Your objective ->
Give again, word for word, every line in the entries below from the line with "membership predicate may" up to and including the line with "its set from", and no other line.
(Input data begins)
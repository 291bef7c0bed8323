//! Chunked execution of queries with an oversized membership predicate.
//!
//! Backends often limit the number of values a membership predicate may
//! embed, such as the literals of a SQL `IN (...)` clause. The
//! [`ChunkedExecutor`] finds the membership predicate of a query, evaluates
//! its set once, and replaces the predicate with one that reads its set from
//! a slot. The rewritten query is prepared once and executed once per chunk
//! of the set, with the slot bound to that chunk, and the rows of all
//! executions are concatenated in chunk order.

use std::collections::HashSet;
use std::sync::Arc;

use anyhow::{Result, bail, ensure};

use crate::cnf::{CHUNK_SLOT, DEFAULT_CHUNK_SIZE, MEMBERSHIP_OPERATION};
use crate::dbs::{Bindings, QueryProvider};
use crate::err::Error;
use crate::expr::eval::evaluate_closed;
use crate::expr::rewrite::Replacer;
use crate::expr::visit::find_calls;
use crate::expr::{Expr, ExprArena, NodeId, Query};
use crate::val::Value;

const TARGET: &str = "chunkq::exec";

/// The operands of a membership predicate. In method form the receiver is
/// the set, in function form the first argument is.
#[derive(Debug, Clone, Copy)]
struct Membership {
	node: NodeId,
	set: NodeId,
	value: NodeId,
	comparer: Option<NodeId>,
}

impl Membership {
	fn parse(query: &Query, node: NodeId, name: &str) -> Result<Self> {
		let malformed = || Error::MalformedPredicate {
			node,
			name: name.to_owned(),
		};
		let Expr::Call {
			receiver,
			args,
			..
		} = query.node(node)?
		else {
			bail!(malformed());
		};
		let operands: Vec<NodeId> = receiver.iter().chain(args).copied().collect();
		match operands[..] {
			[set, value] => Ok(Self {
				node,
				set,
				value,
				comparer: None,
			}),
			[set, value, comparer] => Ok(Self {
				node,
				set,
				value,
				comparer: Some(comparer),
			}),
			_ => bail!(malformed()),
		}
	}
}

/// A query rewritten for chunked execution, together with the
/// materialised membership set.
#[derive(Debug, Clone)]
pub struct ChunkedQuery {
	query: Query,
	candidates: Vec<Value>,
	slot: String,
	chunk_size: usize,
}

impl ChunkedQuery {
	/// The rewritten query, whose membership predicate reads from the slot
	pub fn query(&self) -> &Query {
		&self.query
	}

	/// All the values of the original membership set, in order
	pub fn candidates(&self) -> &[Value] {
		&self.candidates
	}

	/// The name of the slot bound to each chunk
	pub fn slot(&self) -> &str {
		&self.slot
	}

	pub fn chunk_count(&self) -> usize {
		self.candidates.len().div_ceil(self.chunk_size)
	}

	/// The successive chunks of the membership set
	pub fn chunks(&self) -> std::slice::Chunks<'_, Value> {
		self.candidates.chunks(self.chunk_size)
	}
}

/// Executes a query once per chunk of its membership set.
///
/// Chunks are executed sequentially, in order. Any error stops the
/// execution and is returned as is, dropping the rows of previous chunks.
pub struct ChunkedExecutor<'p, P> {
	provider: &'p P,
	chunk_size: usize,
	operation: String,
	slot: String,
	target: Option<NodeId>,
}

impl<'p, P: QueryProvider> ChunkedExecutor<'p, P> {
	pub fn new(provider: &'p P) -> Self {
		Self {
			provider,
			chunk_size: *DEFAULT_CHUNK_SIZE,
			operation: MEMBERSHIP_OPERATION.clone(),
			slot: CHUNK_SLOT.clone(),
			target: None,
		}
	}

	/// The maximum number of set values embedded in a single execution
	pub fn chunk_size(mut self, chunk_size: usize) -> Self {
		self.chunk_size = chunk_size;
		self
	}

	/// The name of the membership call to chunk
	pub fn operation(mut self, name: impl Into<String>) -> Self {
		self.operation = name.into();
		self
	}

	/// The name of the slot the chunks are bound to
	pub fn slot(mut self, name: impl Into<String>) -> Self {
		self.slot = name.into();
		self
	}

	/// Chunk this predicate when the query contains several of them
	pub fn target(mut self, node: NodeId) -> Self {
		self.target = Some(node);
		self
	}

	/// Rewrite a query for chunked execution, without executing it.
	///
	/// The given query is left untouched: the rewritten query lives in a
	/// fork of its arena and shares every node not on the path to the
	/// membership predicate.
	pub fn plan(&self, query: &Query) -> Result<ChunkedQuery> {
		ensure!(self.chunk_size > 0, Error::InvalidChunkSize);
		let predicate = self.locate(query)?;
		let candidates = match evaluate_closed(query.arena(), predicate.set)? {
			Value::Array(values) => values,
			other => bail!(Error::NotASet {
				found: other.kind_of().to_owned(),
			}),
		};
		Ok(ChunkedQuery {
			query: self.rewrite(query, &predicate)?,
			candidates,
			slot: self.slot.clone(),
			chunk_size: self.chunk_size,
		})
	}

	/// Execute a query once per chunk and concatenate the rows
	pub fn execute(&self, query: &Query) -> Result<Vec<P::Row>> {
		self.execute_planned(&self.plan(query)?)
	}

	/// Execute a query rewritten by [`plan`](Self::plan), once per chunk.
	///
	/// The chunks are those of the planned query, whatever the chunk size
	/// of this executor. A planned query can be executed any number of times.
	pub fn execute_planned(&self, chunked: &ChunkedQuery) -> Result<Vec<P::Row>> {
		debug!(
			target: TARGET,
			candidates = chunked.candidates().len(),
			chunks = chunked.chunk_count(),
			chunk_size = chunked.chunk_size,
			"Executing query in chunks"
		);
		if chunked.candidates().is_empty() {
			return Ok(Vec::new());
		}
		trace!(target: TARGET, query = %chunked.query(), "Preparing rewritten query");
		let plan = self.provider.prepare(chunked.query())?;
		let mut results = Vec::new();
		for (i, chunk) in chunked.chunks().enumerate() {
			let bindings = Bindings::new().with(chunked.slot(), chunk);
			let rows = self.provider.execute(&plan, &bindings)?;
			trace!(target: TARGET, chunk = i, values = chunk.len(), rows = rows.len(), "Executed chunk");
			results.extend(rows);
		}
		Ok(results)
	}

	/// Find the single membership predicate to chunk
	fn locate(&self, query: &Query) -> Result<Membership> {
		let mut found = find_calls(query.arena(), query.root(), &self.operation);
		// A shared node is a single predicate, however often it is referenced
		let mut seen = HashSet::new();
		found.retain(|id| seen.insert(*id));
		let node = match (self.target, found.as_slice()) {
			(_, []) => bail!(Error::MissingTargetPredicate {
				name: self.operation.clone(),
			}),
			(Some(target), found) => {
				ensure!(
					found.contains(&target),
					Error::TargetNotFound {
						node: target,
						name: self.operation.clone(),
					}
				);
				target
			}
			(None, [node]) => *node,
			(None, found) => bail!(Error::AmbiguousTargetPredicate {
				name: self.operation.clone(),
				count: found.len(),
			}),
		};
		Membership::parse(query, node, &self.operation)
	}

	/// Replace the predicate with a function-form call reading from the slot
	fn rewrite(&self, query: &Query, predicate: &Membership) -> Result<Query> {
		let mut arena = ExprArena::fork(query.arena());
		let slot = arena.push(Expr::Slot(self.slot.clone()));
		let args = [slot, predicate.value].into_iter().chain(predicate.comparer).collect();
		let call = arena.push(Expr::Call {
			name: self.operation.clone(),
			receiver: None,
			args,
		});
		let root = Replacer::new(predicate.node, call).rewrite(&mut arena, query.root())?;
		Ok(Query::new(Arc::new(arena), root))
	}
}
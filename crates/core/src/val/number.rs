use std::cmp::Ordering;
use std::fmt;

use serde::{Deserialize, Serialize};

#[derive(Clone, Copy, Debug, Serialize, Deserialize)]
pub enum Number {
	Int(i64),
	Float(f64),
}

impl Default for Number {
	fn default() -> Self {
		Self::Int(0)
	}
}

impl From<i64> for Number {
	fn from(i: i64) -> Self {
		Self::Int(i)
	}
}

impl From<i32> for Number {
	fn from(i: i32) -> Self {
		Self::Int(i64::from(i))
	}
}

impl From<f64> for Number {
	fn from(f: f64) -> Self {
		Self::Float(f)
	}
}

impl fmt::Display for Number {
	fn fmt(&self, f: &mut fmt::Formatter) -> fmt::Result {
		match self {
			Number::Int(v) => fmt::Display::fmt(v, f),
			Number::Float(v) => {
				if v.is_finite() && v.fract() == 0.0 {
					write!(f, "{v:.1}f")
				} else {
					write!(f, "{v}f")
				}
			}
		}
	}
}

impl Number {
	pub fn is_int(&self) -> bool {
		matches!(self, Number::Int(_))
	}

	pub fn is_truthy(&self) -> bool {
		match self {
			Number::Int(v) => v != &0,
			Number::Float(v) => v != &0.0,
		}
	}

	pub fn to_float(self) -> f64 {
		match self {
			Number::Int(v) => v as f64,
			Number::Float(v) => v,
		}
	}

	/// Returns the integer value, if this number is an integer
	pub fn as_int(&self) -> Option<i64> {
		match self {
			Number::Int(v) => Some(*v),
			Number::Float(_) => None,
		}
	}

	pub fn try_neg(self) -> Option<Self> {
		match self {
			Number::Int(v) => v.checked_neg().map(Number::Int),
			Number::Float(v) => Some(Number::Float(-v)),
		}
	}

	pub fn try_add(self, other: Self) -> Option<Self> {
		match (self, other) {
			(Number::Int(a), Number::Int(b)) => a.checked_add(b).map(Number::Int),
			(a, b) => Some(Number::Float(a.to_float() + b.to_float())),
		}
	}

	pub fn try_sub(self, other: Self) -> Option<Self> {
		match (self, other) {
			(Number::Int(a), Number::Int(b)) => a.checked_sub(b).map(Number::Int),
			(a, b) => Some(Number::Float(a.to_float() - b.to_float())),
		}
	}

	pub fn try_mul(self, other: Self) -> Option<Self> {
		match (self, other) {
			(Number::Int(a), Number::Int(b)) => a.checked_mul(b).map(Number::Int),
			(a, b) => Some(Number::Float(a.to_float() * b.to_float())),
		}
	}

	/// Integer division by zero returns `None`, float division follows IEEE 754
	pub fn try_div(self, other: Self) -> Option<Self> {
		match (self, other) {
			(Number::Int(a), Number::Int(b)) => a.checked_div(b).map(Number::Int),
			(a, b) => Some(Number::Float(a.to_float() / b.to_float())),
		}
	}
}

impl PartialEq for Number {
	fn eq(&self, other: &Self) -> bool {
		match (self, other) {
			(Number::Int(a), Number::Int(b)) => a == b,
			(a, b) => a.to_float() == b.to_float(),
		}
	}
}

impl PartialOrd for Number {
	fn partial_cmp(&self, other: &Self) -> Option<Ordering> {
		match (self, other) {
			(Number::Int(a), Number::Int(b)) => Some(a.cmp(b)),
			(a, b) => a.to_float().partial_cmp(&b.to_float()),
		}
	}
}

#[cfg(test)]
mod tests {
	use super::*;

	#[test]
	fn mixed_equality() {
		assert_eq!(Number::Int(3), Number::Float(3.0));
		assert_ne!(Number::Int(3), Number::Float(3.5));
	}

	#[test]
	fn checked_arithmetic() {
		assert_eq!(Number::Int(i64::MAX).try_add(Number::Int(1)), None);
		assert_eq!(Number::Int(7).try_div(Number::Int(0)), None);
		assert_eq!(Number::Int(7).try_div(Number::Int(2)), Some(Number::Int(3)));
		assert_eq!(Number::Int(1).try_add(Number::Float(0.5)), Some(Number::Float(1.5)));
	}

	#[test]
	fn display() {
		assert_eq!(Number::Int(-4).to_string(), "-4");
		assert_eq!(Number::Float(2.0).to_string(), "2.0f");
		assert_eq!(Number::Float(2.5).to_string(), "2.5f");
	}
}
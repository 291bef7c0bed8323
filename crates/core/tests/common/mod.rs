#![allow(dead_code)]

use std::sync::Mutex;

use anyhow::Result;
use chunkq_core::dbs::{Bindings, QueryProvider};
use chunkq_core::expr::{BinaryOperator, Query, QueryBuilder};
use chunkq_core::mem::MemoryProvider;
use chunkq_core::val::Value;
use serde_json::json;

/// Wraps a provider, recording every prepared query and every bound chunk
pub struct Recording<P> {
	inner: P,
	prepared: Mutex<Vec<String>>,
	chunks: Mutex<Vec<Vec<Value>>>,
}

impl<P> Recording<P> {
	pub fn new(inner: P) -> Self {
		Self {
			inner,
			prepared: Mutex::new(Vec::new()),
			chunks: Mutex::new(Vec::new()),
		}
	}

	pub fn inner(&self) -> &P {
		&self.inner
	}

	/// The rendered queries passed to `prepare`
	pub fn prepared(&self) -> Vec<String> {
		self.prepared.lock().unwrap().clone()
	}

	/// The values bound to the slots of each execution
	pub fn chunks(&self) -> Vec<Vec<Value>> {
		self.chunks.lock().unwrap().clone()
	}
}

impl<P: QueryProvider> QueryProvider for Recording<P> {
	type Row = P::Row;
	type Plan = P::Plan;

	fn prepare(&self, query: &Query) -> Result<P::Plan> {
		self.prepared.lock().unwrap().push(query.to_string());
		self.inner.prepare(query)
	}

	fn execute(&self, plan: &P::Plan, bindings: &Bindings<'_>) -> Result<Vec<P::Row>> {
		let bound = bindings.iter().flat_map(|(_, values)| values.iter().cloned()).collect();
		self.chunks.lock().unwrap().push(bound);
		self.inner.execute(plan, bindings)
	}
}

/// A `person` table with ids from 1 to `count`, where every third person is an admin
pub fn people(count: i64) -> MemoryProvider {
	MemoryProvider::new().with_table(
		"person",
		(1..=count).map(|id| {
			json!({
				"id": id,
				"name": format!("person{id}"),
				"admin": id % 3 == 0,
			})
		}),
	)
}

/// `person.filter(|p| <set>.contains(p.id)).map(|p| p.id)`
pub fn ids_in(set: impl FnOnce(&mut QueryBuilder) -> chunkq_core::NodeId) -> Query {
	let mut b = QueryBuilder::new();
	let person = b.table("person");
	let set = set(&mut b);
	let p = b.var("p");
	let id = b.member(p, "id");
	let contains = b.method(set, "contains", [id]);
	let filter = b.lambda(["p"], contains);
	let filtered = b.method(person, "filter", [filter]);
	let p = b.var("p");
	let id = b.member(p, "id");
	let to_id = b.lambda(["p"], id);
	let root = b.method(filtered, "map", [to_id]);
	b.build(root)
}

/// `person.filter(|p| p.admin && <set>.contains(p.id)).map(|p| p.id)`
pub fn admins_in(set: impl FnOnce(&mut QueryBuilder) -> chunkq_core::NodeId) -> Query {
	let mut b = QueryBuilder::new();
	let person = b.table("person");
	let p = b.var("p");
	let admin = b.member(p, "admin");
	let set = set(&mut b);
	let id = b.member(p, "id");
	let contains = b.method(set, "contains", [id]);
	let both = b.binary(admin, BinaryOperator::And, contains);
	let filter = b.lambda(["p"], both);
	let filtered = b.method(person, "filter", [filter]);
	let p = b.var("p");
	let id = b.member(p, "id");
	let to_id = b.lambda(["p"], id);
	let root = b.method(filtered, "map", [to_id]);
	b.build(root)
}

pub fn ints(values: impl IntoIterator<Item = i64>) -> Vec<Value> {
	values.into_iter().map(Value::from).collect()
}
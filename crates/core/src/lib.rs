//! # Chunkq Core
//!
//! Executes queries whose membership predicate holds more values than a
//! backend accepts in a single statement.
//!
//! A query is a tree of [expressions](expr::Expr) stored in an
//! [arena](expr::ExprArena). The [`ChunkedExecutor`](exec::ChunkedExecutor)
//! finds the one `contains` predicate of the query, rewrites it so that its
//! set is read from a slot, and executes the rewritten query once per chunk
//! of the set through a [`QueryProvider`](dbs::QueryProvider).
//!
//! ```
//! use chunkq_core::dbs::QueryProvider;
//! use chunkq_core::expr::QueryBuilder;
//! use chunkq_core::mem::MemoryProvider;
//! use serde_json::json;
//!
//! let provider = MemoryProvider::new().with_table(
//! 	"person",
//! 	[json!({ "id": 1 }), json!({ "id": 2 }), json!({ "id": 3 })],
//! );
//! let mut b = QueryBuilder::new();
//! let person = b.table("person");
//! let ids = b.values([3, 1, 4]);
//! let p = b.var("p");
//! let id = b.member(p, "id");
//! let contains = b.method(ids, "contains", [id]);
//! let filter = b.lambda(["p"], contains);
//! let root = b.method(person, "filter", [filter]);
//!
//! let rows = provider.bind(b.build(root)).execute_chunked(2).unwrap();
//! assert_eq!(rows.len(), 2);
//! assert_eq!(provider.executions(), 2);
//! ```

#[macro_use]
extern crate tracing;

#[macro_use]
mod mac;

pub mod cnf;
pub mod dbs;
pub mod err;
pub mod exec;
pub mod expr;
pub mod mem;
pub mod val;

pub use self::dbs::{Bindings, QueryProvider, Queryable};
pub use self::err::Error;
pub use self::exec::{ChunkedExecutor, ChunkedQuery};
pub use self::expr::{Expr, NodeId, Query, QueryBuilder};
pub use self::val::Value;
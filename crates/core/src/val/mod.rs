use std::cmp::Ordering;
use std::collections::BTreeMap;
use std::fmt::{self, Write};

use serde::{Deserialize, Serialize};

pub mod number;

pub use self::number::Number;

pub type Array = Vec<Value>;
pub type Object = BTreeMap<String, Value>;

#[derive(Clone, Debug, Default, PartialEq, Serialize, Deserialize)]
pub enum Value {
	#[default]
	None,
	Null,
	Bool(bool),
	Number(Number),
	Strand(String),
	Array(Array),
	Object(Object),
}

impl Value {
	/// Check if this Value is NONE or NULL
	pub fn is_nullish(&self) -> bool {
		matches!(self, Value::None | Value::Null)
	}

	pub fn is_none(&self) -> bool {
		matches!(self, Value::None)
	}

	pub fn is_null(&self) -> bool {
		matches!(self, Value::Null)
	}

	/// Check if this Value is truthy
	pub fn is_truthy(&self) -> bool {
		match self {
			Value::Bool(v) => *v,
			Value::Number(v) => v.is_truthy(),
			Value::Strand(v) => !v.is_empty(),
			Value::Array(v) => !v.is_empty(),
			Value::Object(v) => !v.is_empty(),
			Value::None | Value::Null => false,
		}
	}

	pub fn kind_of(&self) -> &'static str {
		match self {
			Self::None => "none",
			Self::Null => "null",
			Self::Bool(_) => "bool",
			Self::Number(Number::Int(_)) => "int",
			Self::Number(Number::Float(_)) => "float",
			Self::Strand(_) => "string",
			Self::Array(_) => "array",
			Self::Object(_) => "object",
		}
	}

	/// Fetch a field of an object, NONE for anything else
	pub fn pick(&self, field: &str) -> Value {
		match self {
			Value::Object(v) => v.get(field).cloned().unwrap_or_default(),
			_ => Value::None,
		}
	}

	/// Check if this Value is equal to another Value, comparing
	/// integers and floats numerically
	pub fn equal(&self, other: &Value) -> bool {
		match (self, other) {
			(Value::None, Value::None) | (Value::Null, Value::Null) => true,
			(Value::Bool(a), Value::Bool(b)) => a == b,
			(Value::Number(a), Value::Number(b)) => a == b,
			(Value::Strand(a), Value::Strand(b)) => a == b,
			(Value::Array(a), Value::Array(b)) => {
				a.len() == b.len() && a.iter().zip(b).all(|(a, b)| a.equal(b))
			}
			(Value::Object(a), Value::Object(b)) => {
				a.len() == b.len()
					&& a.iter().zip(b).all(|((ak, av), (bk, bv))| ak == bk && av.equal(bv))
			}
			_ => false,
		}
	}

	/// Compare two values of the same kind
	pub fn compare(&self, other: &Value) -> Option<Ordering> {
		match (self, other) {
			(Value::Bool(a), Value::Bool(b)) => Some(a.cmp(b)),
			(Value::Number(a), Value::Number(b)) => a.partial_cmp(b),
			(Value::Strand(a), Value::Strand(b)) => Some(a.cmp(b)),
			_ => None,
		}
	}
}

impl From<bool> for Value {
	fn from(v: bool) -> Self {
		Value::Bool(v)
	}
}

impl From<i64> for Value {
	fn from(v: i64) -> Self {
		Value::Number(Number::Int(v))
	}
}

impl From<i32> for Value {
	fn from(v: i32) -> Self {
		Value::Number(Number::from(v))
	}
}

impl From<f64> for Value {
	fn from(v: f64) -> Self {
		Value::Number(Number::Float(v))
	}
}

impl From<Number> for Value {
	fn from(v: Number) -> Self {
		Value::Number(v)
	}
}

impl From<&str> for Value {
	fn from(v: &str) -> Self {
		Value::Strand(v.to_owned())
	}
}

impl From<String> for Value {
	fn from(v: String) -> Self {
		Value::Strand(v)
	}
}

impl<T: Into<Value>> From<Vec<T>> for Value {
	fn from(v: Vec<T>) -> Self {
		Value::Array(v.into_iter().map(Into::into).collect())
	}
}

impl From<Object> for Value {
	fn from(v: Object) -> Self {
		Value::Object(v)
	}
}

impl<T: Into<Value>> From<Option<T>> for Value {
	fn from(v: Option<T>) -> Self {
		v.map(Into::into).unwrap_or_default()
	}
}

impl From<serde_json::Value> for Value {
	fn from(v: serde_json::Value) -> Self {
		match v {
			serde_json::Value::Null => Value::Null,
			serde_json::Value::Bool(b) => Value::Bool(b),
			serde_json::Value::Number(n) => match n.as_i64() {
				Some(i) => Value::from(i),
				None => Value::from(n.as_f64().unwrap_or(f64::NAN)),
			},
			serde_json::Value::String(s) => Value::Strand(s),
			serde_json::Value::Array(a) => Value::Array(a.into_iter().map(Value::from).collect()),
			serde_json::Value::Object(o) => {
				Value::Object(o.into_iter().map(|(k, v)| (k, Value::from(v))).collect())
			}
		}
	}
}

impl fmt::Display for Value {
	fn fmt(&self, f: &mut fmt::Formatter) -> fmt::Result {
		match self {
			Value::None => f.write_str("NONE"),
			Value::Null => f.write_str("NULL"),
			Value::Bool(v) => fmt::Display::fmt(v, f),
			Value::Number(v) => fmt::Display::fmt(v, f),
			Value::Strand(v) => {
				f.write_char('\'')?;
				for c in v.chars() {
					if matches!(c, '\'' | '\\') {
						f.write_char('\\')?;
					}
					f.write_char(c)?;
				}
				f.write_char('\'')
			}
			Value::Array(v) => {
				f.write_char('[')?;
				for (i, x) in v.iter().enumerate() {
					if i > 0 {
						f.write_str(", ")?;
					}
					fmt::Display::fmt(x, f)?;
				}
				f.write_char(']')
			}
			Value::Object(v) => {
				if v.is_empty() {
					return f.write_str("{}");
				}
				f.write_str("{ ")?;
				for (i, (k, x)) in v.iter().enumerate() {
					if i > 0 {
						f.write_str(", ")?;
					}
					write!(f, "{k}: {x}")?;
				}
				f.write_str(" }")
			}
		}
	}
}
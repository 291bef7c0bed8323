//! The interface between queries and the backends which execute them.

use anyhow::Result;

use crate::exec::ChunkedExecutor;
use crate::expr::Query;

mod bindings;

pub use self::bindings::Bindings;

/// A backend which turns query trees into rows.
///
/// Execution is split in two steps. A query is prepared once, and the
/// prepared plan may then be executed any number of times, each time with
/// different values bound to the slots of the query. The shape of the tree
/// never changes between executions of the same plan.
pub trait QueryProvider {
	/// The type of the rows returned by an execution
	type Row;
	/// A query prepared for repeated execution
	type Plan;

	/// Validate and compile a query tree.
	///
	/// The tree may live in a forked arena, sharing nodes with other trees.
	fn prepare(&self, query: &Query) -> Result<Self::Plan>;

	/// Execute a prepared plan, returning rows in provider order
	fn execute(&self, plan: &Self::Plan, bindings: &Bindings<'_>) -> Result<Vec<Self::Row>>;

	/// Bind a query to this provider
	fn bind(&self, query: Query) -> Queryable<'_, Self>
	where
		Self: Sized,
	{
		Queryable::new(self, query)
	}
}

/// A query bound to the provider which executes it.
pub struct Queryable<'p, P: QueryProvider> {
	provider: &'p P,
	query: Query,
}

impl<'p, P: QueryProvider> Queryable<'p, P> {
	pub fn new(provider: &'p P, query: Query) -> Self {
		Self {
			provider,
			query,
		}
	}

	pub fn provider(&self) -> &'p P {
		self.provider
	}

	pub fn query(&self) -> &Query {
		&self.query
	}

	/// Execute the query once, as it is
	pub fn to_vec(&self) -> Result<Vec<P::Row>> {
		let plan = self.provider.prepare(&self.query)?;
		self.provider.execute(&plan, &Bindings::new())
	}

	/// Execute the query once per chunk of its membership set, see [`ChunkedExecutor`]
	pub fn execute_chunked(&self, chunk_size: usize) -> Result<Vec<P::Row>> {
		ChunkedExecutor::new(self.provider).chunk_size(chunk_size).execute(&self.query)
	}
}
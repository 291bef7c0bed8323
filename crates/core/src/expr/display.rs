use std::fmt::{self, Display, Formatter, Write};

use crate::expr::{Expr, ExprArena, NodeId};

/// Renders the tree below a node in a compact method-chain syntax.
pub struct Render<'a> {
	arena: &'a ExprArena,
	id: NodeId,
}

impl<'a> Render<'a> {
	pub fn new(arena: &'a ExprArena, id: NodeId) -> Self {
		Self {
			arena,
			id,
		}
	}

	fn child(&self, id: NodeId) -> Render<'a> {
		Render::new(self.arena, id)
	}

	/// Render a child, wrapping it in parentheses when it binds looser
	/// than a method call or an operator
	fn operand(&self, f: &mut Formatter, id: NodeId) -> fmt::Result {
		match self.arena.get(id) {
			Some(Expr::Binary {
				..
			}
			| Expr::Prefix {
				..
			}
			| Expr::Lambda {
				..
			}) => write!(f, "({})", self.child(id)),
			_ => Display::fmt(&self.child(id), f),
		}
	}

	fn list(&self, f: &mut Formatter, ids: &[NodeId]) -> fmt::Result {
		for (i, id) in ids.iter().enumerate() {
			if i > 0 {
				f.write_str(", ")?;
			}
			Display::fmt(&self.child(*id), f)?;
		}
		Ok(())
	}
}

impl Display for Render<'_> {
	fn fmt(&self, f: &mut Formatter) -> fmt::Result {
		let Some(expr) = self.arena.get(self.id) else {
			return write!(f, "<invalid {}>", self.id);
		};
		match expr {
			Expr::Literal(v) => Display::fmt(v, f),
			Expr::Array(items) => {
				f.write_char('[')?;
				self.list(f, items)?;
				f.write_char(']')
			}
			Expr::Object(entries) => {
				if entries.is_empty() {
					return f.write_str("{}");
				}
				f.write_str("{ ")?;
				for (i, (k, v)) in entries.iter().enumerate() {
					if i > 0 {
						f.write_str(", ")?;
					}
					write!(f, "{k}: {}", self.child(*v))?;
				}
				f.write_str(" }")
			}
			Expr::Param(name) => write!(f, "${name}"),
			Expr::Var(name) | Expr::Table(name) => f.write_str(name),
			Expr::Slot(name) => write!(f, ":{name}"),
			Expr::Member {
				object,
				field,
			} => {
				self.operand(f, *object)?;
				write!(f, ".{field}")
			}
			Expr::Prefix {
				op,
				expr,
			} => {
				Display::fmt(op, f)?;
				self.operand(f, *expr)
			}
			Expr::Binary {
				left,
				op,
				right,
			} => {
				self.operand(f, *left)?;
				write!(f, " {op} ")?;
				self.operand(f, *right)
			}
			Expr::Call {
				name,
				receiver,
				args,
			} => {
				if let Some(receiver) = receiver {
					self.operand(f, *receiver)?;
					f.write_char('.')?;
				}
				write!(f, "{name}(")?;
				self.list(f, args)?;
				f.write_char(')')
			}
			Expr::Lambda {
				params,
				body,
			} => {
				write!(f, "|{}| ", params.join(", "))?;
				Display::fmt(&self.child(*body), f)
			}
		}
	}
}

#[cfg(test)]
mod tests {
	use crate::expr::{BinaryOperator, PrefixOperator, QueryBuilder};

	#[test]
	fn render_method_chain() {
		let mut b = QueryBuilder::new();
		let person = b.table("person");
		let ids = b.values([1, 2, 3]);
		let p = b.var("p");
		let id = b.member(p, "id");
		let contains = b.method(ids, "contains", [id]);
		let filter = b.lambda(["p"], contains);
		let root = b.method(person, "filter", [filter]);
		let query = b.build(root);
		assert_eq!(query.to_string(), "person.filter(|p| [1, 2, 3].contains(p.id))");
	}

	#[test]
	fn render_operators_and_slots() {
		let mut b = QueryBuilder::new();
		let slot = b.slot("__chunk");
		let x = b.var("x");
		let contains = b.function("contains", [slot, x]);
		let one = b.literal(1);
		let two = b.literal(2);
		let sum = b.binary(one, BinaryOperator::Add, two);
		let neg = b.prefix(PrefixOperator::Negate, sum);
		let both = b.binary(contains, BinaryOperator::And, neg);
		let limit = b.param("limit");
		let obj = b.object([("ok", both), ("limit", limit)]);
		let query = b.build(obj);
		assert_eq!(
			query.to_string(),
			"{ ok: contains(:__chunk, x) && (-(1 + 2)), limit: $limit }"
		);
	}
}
(Input data ends)
Answer space ->
//! Backends often limit the number of values a membership predicate may
//! embed, such as the literals of a SQL `IN (...)` clause. The
//! [`ChunkedExecutor`] finds the membership predicate of a query, evaluates
//! its set once, and replaces the predicate with one that reads its set from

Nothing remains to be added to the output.